____ THE DATA

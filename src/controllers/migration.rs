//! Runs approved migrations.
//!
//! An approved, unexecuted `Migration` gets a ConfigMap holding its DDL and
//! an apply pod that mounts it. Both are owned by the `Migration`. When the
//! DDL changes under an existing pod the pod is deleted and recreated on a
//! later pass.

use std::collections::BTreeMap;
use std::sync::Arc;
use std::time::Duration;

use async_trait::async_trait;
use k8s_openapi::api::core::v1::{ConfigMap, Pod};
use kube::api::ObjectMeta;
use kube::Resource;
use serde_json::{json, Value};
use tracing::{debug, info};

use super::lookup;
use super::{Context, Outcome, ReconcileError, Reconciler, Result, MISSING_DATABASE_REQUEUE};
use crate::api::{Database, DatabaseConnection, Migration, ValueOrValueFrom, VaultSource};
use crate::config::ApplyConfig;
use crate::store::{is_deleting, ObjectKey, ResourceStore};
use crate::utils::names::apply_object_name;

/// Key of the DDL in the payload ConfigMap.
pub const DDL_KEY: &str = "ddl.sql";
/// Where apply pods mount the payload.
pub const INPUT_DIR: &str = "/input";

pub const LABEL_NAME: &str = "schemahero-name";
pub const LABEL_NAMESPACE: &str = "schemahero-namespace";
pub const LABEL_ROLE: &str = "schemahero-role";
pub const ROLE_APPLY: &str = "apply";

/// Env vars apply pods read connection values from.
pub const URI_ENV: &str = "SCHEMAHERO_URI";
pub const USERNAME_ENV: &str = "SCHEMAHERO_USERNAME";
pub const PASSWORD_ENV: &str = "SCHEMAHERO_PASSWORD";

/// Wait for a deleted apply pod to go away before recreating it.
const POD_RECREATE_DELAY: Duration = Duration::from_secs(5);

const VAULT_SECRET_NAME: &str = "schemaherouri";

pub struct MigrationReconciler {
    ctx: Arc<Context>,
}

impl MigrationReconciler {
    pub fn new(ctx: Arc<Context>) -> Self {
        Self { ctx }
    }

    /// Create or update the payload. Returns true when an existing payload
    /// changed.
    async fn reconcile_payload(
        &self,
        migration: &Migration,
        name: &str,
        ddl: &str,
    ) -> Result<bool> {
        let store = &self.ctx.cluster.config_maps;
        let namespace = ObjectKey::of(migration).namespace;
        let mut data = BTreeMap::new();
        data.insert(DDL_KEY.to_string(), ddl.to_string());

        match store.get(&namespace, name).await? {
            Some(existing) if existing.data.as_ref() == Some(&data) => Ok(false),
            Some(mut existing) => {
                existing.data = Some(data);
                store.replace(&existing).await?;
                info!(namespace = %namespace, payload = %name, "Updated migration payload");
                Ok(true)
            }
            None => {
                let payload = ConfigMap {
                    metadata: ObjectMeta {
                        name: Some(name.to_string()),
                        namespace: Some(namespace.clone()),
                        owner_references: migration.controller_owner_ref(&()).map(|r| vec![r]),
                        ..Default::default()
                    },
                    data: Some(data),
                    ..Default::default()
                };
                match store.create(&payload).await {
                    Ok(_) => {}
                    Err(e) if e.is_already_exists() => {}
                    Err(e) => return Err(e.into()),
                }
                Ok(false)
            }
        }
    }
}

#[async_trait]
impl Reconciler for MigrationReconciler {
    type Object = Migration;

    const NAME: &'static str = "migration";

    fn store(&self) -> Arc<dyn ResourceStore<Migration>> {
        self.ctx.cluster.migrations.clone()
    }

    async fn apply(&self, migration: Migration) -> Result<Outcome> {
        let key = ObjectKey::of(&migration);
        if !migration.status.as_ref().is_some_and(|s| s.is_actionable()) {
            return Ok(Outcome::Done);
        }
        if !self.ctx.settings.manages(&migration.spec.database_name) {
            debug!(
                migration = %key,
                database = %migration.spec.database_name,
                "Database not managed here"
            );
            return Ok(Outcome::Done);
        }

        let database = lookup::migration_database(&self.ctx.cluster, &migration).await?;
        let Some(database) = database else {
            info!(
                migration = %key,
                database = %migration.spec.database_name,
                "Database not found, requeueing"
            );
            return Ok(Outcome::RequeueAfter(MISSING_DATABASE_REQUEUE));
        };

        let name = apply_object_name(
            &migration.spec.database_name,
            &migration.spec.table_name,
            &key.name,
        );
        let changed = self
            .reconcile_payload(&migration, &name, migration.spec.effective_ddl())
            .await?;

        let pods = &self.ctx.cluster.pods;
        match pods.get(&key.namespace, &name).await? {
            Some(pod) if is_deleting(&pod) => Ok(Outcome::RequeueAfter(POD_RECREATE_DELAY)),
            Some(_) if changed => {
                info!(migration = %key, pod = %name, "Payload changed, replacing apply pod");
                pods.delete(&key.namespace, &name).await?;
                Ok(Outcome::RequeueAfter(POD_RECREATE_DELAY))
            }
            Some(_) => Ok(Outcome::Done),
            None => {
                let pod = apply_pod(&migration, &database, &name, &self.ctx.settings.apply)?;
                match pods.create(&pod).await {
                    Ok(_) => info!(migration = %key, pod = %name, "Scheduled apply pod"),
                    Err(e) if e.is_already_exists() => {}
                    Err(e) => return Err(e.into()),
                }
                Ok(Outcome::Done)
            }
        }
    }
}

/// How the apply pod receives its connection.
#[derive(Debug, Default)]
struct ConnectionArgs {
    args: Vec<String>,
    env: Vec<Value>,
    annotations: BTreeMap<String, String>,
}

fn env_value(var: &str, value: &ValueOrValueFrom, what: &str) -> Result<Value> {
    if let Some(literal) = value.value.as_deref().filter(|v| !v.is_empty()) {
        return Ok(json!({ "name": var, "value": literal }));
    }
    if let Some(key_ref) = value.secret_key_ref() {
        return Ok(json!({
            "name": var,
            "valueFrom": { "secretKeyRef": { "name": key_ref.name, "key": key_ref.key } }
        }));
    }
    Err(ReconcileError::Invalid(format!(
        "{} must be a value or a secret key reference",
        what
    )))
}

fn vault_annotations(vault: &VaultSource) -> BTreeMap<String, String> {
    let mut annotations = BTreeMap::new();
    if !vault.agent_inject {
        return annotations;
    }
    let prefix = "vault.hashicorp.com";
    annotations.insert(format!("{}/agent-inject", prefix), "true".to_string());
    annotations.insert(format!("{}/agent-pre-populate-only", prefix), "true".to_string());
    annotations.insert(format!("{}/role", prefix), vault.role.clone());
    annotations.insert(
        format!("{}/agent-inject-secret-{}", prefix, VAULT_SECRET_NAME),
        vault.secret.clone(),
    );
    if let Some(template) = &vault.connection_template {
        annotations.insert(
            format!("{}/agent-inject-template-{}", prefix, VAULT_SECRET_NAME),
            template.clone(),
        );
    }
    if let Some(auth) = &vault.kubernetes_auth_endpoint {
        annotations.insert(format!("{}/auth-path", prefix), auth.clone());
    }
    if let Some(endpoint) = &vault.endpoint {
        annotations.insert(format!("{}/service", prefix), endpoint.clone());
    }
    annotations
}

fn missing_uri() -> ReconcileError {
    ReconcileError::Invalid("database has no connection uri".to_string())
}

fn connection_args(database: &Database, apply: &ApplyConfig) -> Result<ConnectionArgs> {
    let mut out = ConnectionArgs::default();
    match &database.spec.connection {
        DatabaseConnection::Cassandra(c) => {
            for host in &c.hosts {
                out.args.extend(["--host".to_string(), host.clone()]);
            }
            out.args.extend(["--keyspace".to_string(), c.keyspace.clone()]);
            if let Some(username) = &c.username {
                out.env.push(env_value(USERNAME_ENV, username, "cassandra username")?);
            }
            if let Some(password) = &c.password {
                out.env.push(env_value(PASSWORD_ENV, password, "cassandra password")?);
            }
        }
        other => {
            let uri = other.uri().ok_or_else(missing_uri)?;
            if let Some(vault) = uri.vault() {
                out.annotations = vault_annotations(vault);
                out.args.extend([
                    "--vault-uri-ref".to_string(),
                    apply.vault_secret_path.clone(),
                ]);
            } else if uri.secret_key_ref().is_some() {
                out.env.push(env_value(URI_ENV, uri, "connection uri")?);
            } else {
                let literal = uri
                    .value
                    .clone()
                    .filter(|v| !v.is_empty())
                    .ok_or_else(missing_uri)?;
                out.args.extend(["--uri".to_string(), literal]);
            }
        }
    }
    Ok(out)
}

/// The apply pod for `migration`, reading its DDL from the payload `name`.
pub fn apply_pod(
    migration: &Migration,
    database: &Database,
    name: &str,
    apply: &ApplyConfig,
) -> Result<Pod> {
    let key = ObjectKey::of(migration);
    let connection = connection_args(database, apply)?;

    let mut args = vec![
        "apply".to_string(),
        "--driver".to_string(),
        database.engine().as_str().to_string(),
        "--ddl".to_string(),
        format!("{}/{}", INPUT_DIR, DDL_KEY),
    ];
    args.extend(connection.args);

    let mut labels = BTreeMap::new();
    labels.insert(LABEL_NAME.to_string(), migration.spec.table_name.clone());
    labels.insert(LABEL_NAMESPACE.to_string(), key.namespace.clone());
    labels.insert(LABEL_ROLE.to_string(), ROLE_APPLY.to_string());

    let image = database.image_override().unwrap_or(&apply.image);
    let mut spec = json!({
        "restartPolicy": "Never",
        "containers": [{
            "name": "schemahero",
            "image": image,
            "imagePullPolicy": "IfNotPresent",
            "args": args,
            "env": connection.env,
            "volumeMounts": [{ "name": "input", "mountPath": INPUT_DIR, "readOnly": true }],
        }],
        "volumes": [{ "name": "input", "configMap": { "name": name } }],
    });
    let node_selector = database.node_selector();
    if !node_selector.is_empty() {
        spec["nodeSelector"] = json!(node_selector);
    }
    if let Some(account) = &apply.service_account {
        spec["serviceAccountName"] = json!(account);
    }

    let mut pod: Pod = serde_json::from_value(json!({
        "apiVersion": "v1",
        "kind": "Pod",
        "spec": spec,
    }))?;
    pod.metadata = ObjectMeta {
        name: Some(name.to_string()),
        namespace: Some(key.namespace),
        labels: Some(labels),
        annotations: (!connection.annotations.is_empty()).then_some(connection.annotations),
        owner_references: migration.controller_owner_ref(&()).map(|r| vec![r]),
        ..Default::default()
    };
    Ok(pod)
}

________
____ THE DATA

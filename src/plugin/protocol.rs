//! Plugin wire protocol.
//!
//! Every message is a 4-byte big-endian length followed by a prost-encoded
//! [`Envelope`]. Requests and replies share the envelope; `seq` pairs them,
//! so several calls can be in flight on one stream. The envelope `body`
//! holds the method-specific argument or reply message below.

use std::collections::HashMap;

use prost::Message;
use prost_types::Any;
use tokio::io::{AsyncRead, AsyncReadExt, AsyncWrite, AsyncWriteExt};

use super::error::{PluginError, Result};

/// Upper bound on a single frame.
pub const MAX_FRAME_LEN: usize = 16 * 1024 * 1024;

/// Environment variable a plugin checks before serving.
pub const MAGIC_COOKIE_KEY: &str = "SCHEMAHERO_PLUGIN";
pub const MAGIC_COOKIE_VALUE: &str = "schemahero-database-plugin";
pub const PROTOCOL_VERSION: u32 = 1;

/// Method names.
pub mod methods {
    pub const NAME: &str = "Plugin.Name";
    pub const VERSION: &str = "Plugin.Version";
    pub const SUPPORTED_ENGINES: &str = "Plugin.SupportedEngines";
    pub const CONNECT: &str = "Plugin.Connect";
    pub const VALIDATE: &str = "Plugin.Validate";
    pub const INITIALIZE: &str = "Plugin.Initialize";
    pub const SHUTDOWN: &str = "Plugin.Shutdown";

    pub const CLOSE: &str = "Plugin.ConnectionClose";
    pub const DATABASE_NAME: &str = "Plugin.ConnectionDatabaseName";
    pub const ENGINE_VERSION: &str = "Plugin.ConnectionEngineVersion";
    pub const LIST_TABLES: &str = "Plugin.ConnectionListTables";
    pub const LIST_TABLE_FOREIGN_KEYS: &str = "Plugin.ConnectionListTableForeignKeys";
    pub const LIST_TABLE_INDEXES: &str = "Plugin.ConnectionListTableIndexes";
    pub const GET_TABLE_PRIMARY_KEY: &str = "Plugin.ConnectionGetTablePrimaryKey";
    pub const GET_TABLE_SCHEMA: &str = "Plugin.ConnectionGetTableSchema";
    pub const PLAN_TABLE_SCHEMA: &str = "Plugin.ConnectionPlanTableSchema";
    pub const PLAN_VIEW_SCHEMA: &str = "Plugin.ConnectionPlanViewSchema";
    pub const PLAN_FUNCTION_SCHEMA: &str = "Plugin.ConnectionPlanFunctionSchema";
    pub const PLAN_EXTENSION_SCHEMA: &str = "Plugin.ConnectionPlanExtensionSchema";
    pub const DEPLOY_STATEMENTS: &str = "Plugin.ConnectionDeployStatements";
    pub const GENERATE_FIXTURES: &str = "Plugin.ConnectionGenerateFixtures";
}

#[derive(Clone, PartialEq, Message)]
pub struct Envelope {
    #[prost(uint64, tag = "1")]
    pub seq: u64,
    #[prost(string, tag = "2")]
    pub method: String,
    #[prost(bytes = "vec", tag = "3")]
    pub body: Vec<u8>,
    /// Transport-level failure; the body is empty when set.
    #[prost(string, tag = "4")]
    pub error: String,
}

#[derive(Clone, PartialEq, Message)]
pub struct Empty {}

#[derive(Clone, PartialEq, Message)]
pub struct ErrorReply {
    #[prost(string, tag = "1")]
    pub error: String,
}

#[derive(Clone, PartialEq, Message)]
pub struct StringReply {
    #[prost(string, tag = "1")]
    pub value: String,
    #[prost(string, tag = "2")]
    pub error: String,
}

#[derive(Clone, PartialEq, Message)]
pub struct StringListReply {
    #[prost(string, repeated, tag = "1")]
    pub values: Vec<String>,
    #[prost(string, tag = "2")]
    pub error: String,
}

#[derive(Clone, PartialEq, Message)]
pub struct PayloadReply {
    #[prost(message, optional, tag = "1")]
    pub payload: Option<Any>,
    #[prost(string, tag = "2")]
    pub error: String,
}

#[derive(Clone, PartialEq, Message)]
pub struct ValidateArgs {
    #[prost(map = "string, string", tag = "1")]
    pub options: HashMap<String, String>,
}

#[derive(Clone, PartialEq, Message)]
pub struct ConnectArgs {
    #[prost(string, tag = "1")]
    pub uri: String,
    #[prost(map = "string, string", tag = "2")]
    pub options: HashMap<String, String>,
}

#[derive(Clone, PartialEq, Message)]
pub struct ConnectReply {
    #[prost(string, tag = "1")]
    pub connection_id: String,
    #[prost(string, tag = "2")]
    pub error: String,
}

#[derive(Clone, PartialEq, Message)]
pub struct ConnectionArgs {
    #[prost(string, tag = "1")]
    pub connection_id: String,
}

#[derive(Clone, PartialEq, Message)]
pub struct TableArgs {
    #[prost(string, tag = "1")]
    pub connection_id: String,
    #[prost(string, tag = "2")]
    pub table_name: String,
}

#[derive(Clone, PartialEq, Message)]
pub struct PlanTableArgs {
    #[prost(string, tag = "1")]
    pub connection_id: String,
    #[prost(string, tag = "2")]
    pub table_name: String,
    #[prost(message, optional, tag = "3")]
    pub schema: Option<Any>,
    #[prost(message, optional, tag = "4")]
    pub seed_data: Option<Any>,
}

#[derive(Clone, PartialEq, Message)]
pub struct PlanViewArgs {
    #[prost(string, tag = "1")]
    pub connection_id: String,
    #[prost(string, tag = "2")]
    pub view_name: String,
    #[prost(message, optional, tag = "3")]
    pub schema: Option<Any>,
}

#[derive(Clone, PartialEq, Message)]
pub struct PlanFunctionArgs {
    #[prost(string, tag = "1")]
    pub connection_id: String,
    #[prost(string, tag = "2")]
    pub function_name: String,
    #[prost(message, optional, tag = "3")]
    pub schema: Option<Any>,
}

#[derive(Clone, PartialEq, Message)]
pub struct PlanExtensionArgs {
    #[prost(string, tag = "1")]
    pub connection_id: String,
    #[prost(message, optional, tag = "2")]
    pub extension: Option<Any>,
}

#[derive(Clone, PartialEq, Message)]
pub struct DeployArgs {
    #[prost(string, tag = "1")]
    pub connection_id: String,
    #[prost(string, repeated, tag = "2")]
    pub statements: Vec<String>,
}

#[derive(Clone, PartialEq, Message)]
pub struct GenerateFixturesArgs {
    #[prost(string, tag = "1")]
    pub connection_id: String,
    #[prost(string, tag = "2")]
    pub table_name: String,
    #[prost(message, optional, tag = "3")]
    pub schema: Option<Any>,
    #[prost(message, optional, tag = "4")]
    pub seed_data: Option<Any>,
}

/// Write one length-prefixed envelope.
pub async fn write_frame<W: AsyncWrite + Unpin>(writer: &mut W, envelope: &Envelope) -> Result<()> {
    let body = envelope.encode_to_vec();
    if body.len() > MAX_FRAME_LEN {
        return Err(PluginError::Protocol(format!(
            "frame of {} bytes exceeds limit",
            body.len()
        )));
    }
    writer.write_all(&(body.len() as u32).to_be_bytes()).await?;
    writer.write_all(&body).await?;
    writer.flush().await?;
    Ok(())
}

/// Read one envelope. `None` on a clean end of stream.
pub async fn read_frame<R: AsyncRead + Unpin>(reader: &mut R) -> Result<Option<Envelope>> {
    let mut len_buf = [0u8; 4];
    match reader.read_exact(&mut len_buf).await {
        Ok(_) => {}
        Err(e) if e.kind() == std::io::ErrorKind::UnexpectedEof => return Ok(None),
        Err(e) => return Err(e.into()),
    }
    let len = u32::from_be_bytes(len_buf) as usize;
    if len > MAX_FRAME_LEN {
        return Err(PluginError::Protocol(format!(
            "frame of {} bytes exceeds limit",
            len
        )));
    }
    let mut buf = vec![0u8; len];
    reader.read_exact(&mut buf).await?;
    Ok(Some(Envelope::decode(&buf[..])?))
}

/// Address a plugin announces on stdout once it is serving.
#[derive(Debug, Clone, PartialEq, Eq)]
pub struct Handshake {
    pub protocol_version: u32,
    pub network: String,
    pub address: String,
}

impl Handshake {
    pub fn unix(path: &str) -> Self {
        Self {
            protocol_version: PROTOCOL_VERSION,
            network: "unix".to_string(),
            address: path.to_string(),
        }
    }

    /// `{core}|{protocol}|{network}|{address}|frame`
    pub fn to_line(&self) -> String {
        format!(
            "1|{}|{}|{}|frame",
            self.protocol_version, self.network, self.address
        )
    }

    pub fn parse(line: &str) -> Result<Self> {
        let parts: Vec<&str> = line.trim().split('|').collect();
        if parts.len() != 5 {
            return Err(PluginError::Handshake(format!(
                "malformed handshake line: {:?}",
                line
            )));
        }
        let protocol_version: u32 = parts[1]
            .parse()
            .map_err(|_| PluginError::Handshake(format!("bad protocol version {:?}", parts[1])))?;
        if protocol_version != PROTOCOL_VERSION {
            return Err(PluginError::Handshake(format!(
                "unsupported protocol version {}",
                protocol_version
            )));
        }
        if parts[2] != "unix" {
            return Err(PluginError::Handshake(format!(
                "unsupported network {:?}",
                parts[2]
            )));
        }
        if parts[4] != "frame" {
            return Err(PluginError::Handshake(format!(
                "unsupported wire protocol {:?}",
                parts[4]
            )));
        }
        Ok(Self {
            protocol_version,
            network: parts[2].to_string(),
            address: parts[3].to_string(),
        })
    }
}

________

## TASK TO COMPLETE
Out of the data above, give again only the lines starting at the one holding "filename src/controllers/migration.rs" and ending at the one holding "use async_trait::async_trait;", unchanged.

## RESULT
filename src/controllers/migration.rs
//! Runs approved migrations.
//!
//! An approved, unexecuted `Migration` gets a ConfigMap holding its DDL and
//! an apply pod that mounts it. Both are owned by the `Migration`. When the
//! DDL changes under an existing pod the pod is deleted and recreated on a
//! later pass.

use std::collections::BTreeMap;
use std::sync::Arc;
use std::time::Duration;

use async_trait::async_trait;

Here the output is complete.